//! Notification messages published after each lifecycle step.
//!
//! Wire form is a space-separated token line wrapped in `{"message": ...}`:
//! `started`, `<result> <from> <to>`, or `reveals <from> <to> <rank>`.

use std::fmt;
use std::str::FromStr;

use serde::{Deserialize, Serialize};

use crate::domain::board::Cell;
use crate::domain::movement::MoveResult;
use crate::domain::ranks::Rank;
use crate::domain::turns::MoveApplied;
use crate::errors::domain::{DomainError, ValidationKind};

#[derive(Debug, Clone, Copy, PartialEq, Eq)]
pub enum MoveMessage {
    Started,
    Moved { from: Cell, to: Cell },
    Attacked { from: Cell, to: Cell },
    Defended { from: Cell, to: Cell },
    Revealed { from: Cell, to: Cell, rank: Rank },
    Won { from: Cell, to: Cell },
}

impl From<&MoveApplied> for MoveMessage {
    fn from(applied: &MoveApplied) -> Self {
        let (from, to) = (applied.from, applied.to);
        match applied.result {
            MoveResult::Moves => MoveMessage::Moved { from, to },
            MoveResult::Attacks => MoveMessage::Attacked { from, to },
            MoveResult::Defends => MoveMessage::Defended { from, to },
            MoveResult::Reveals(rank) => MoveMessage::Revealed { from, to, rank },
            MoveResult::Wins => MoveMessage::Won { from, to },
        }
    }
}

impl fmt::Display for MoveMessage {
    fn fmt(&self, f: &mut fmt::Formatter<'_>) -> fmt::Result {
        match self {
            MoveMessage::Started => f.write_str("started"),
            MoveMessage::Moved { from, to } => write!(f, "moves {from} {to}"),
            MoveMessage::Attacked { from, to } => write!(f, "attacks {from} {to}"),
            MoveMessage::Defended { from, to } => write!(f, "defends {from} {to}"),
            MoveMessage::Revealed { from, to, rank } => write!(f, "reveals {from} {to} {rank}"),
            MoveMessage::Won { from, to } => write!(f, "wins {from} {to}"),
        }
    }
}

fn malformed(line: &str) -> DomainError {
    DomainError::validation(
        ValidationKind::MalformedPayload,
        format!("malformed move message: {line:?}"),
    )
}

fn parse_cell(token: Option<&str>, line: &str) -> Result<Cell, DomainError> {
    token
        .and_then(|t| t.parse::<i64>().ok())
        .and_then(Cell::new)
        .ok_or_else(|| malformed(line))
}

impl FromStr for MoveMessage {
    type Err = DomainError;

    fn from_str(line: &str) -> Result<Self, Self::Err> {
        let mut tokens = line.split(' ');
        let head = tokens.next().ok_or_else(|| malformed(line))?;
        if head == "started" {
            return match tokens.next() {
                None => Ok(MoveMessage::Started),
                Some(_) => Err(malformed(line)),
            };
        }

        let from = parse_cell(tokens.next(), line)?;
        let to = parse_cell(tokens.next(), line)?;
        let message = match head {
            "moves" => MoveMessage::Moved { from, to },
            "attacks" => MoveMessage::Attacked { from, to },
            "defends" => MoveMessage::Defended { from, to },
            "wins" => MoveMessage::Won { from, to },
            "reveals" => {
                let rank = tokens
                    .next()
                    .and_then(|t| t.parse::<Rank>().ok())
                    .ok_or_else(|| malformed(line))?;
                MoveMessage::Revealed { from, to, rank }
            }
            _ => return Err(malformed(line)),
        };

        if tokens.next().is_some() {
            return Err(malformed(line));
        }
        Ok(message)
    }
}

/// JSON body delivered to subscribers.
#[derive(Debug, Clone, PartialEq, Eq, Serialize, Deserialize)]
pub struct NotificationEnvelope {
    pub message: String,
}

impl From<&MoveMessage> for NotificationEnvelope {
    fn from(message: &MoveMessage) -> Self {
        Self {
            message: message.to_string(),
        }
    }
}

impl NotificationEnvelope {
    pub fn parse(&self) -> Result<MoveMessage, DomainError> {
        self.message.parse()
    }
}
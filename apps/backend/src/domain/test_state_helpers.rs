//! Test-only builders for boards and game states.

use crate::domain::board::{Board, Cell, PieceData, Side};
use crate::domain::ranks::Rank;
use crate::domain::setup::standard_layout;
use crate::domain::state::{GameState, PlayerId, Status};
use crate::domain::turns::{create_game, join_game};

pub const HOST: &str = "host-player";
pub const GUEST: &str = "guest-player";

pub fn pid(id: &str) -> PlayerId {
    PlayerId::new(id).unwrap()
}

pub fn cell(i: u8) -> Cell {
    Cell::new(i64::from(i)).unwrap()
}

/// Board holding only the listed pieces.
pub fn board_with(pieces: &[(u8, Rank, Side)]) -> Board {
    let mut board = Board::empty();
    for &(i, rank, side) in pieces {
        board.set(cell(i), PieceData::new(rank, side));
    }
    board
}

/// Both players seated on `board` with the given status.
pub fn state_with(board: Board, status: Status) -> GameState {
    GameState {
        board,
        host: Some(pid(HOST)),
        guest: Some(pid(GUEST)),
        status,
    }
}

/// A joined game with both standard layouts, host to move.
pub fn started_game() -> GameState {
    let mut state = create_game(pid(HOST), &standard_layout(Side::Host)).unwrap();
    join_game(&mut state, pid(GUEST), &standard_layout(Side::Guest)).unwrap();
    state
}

ASSIGNMENT |
Exactly one number should be given, showing how many lines of the material above contain the string "derive".

RESPONSE BOX |
2